> Aim of the exercise
Retype the records below from their first line through the line containing "use crate::core::identifier::IdentifierNormalizer;", and include nothing else.

Extracted data entries:
++++++++++

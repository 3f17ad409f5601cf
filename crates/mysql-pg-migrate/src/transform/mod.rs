//! Per-value transformation from MySQL values to PostgreSQL values.
//!
//! Every function here is total: anomalies are repaired (clamped, coerced,
//! replaced) and logged, never returned as errors.

use chrono::{DateTime, NaiveDate, NaiveDateTime, NaiveTime, Utc};
use indexmap::IndexMap;
use once_cell::sync::Lazy;
use regex::Regex;
use rust_decimal::prelude::ToPrimitive;
use rust_decimal::Decimal;
use serde_json::Value as JsonValue;
use tracing::warn;

use crate::core::identifier::IdentifierNormalizer;
use crate::core::schema::TableDescriptor;
use crate::core::value::{MigrationRow, SourceRow, SourceValue, SqlValue};
use crate::typemap::{categorize, TypeCategory};

/// Keys that commonly wrap a date inside serialized documents.
const DATE_KEYS: &[&str] = &["$date", "date", "value", "iso"];

static EMBEDDED_DATE: Lazy<Regex> = Lazy::new(|| {
    Regex::new(r"\d{4}-\d{2}-\d{2}(?:[ T]\d{2}:\d{2}(?::\d{2}(?:\.\d+)?)?)?")
        .expect("embedded date pattern")
});

/// Transform one raw value for a column of the given MySQL type.
pub fn transform_value(raw: &SourceValue, source_type: &str) -> SqlValue {
    transform_value_at(raw, source_type, Utc::now().naive_utc())
}

/// [`transform_value`] with an explicit "now" used for unrecoverable
/// temporal values.
pub fn transform_value_at(raw: &SourceValue, source_type: &str, now: NaiveDateTime) -> SqlValue {
    let category = categorize(source_type);

    if raw.is_null() {
        return SqlValue::Null;
    }

    if category == TypeCategory::Boolean {
        return SqlValue::Bool(is_truthy(raw));
    }

    if raw.is_empty_composite() {
        return if category.is_temporal() {
            project(category, now)
        } else {
            SqlValue::Null
        };
    }

    let value = match category {
        TypeCategory::Integer => to_integer(raw),
        TypeCategory::Date | TypeCategory::Time | TypeCategory::DateTime => {
            to_temporal(raw, category, now)
        }
        TypeCategory::Json => to_json(raw),
        TypeCategory::Float => to_float(raw),
        TypeCategory::Decimal => to_decimal(raw),
        TypeCategory::Binary => to_binary(raw, source_type),
        TypeCategory::Text => match raw {
            SourceValue::Bytes(b) => SqlValue::Text(String::from_utf8_lossy(b).into_owned()),
            other => passthrough(other),
        },
        TypeCategory::Boolean | TypeCategory::Unknown => passthrough(raw),
    };

    sanitize_for_target(value)
}

/// Strip NUL and Unicode non-characters from every string in the value,
/// including nested JSON keys and elements.
pub fn sanitize_for_target(value: SqlValue) -> SqlValue {
    match value {
        SqlValue::Text(s) => SqlValue::Text(sanitize_str(&s)),
        SqlValue::Json(v) => SqlValue::Json(sanitize_json(v)),
        other => other,
    }
}

fn sanitize_str(s: &str) -> String {
    s.chars().filter(|c| !is_forbidden_char(*c)).collect()
}

fn is_forbidden_char(c: char) -> bool {
    let cp = c as u32;
    cp == 0 || (0xFDD0..=0xFDEF).contains(&cp) || (cp & 0xFFFE) == 0xFFFE
}

fn sanitize_json(value: JsonValue) -> JsonValue {
    match value {
        JsonValue::String(s) => JsonValue::String(sanitize_str(&s)),
        JsonValue::Array(items) => JsonValue::Array(items.into_iter().map(sanitize_json).collect()),
        JsonValue::Object(map) => JsonValue::Object(
            map.into_iter()
                .map(|(k, v)| (sanitize_str(&k), sanitize_json(v)))
                .collect(),
        ),
        other => other,
    }
}

fn clamp_i64(v: i128) -> i64 {
    v.clamp(i128::from(i64::MIN), i128::from(i64::MAX)) as i64
}

fn is_truthy(raw: &SourceValue) -> bool {
    match raw {
        SourceValue::Bool(b) => *b,
        SourceValue::Int(i) => *i == 1,
        SourceValue::Float(f) => *f == 1.0,
        SourceValue::Decimal(d) => *d == Decimal::ONE,
        SourceValue::Text(s) => {
            let s = s.trim();
            s == "1" || s.eq_ignore_ascii_case("true")
        }
        SourceValue::Bytes(b) => b.as_slice() == [1],
        SourceValue::Composite(JsonValue::Bool(b)) => *b,
        SourceValue::Composite(JsonValue::Number(n)) => n.as_i64() == Some(1),
        _ => false,
    }
}

/// Parse a numeric string as wide as possible.
fn parse_wide_integer(s: &str) -> Option<i128> {
    let s = s.trim();
    if let Ok(i) = s.parse::<i128>() {
        return Some(i);
    }
    if let Ok(d) = s.parse::<Decimal>() {
        return d.trunc().to_i128();
    }
    s.parse::<f64>()
        .ok()
        .filter(|f| !f.is_nan())
        .map(|f| f as i128)
}

fn to_integer(raw: &SourceValue) -> SqlValue {
    let wide = match raw {
        SourceValue::Int(i) => Some(*i),
        SourceValue::Bool(b) => Some(i128::from(*b)),
        SourceValue::Float(f) if !f.is_nan() => Some(*f as i128),
        SourceValue::Decimal(d) => d.trunc().to_i128(),
        SourceValue::Text(s) => parse_wide_integer(s),
        SourceValue::Composite(JsonValue::Number(n)) => parse_wide_integer(&n.to_string()),
        _ => None,
    };
    match wide {
        Some(v) => SqlValue::I64(clamp_i64(v)),
        None => {
            warn!("Non-numeric value {:?} in integer column, writing NULL", raw);
            SqlValue::Null
        }
    }
}

fn to_float(raw: &SourceValue) -> SqlValue {
    match raw {
        SourceValue::Float(f) => SqlValue::F64(*f),
        SourceValue::Int(i) => SqlValue::F64(*i as f64),
        SourceValue::Decimal(d) => d.to_f64().map(SqlValue::F64).unwrap_or(SqlValue::Null),
        SourceValue::Text(s) => match s.trim().parse::<f64>() {
            Ok(f) => SqlValue::F64(f),
            Err(_) => passthrough(raw),
        },
        other => passthrough(other),
    }
}

fn to_decimal(raw: &SourceValue) -> SqlValue {
    let parsed = match raw {
        SourceValue::Decimal(d) => Some(*d),
        SourceValue::Int(i) => i.to_string().parse::<Decimal>().ok(),
        SourceValue::Float(f) => Decimal::try_from(*f).ok(),
        SourceValue::Text(s) => s.trim().parse::<Decimal>().ok(),
        _ => None,
    };
    parsed.map(SqlValue::Decimal).unwrap_or_else(|| passthrough(raw))
}

fn to_json(raw: &SourceValue) -> SqlValue {
    match raw {
        SourceValue::Text(s) => match serde_json::from_str::<JsonValue>(s) {
            Ok(v) => SqlValue::Json(v),
            Err(_) => SqlValue::Json(JsonValue::String(s.clone())),
        },
        SourceValue::Bytes(b) => to_json(&SourceValue::Text(String::from_utf8_lossy(b).into_owned())),
        SourceValue::Composite(v) => SqlValue::Json(v.clone()),
        other => SqlValue::Json(other.to_json()),
    }
}

/// Byte width of a `bit(n)` column.
fn bit_width(source_type: &str) -> Option<usize> {
    let lowered = source_type.trim().to_lowercase();
    let bits: usize = lowered
        .strip_prefix("bit(")?
        .strip_suffix(')')?
        .trim()
        .parse()
        .ok()?;
    Some(bits.div_ceil(8).clamp(1, 16))
}

/// Big-endian bytes of an integer, `width` bytes wide when known, otherwise
/// as few as hold the value.
fn integer_bytes(v: i128, width: Option<usize>) -> Vec<u8> {
    let all = v.to_be_bytes();
    let keep = match width {
        Some(w) => w,
        None => {
            let leading = all.iter().take_while(|b| **b == 0).count();
            (all.len() - leading).max(1)
        }
    };
    all[all.len() - keep..].to_vec()
}

/// `bytea` columns. MySQL `BIT` values arrive as integers.
fn to_binary(raw: &SourceValue, source_type: &str) -> SqlValue {
    match raw {
        SourceValue::Bytes(b) => SqlValue::Bytes(b.clone()),
        SourceValue::Text(s) => SqlValue::Bytes(s.clone().into_bytes()),
        SourceValue::Int(v) => SqlValue::Bytes(integer_bytes(*v, bit_width(source_type))),
        SourceValue::Bool(b) => SqlValue::Bytes(vec![u8::from(*b)]),
        SourceValue::Null => SqlValue::Null,
        other => {
            let text = match other.to_json() {
                JsonValue::String(s) => s,
                value => value.to_string(),
            };
            SqlValue::Bytes(text.into_bytes())
        }
    }
}

/// Values that need no column-specific handling.
fn passthrough(raw: &SourceValue) -> SqlValue {
    match raw {
        SourceValue::Null => SqlValue::Null,
        SourceValue::Bool(b) => SqlValue::Bool(*b),
        SourceValue::Int(i) => SqlValue::I64(clamp_i64(*i)),
        SourceValue::Float(f) => SqlValue::F64(*f),
        SourceValue::Decimal(d) => SqlValue::Decimal(*d),
        SourceValue::Text(s) => SqlValue::Text(s.clone()),
        SourceValue::Bytes(b) => SqlValue::Bytes(b.clone()),
        SourceValue::Date(d) => SqlValue::Date(*d),
        SourceValue::Time(t) => SqlValue::Time(*t),
        SourceValue::DateTime(dt) => SqlValue::DateTime(*dt),
        SourceValue::Composite(v) => SqlValue::Json(v.clone()),
    }
}

fn project(category: TypeCategory, dt: NaiveDateTime) -> SqlValue {
    match category {
        TypeCategory::Date => SqlValue::Date(dt.date()),
        TypeCategory::Time => SqlValue::Time(dt.time()),
        _ => SqlValue::DateTime(dt),
    }
}

fn to_temporal(raw: &SourceValue, category: TypeCategory, now: NaiveDateTime) -> SqlValue {
    let parsed = match raw {
        SourceValue::DateTime(dt) => Some(*dt),
        SourceValue::Date(d) => Some(d.and_time(NaiveTime::default())),
        SourceValue::Time(t) => {
            if category == TypeCategory::Time {
                return SqlValue::Time(*t);
            }
            None
        }
        SourceValue::Text(s) => {
            if category == TypeCategory::Time {
                if let Some(t) = parse_time(s) {
                    return SqlValue::Time(t);
                }
            }
            parse_datetime(s)
        }
        SourceValue::Bytes(b) => parse_datetime(&String::from_utf8_lossy(b)),
        SourceValue::Composite(v) => date_from_composite(v),
        _ => None,
    };

    match parsed {
        Some(dt) => project(category, dt),
        None => {
            warn!(
                "Unrecoverable temporal value {:?}, using current timestamp",
                raw
            );
            project(category, now)
        }
    }
}

/// Parse the date formats seen in MySQL exports.
fn parse_datetime(s: &str) -> Option<NaiveDateTime> {
    let s = s.trim();
    if let Ok(dt) = DateTime::parse_from_rfc3339(s) {
        return Some(dt.naive_utc());
    }
    const FORMATS: &[&str] = &[
        "%Y-%m-%d %H:%M:%S%.f",
        "%Y-%m-%dT%H:%M:%S%.f",
        "%Y-%m-%d %H:%M",
        "%Y-%m-%dT%H:%M",
    ];
    for fmt in FORMATS {
        if let Ok(dt) = NaiveDateTime::parse_from_str(s, fmt) {
            return Some(dt);
        }
    }
    if let Ok(d) = NaiveDate::parse_from_str(s, "%Y-%m-%d") {
        return Some(d.and_time(NaiveTime::default()));
    }
    None
}

fn parse_time(s: &str) -> Option<NaiveTime> {
    let s = s.trim();
    NaiveTime::parse_from_str(s, "%H:%M:%S%.f")
        .or_else(|_| NaiveTime::parse_from_str(s, "%H:%M"))
        .ok()
}

fn date_from_composite(value: &JsonValue) -> Option<NaiveDateTime> {
    if let JsonValue::Object(map) = value {
        for key in DATE_KEYS {
            match map.get(*key) {
                Some(JsonValue::String(s)) => {
                    if let Some(dt) = parse_datetime(s) {
                        return Some(dt);
                    }
                }
                Some(JsonValue::Number(n)) => {
                    if let Some(dt) = n.as_i64().and_then(DateTime::from_timestamp_millis) {
                        return Some(dt.naive_utc());
                    }
                }
                Some(nested @ JsonValue::Object(_)) => {
                    if let Some(dt) = date_from_composite(nested) {
                        return Some(dt);
                    }
                }
                _ => {}
            }
        }
    }

    let serialized = serde_json::to_string(value).ok()?;
    let found = EMBEDDED_DATE.find(&serialized)?;
    parse_datetime(found.as_str())
}

/// How one source column lands in the target.
#[derive(Debug, Clone, PartialEq, Eq)]
pub struct ColumnPlan {
    /// Source column name.
    pub source: String,
    /// Normalized target column name.
    pub target: String,
    /// MySQL column type.
    pub source_type: String,
}

/// Column plan for a whole table.
#[derive(Debug, Clone)]
pub struct RowPlan {
    columns: IndexMap<String, ColumnPlan>,
    normalizer: IdentifierNormalizer,
}

impl RowPlan {
    /// Build the plan from introspected columns.
    pub fn new(descriptor: &TableDescriptor, normalizer: &IdentifierNormalizer) -> Self {
        let columns = descriptor
            .columns
            .iter()
            .map(|c| {
                (
                    c.field.to_lowercase(),
                    ColumnPlan {
                        source: c.field.clone(),
                        target: normalizer.column(&c.field),
                        source_type: c.source_type.clone(),
                    },
                )
            })
            .collect();
        Self {
            columns,
            normalizer: normalizer.clone(),
        }
    }

    /// Planned columns in ordinal order.
    pub fn columns(&self) -> impl Iterator<Item = &ColumnPlan> {
        self.columns.values()
    }

    /// Target column name for a source field.
    pub fn target_column(&self, field: &str) -> String {
        match self.columns.get(&field.to_lowercase()) {
            Some(plan) => plan.target.clone(),
            None => self.normalizer.column(field),
        }
    }
}

/// Transform a full row: rename columns and transform each value.
/// Columns the plan does not know are renamed and transformed as untyped.
pub fn transform_row(plan: &RowPlan, row: &SourceRow) -> MigrationRow {
    transform_row_at(plan, row, Utc::now().naive_utc())
}

/// [`transform_row`] with an explicit "now".
pub fn transform_row_at(plan: &RowPlan, row: &SourceRow, now: NaiveDateTime) -> MigrationRow {
    row.iter()
        .map(|(field, raw)| match plan.columns.get(&field.to_lowercase()) {
            Some(column) => (
                column.target.clone(),
                transform_value_at(raw, &column.source_type, now),
            ),
            None => (
                plan.normalizer.column(field),
                transform_value_at(raw, "", now),
            ),
        })
        .collect()
}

++++++++++

> Exercise solution
repository 3f17ad409f5601cf
filename crates/mysql-pg-migrate/src/transform/mod.rs
//! Per-value transformation from MySQL values to PostgreSQL values.
//!
//! Every function here is total: anomalies are repaired (clamped, coerced,
//! replaced) and logged, never returned as errors.

use chrono::{DateTime, NaiveDate, NaiveDateTime, NaiveTime, Utc};
use indexmap::IndexMap;
use once_cell::sync::Lazy;
use regex::Regex;
use rust_decimal::prelude::ToPrimitive;
use rust_decimal::Decimal;
use serde_json::Value as JsonValue;
use tracing::warn;

use crate::core::identifier::IdentifierNormalizer;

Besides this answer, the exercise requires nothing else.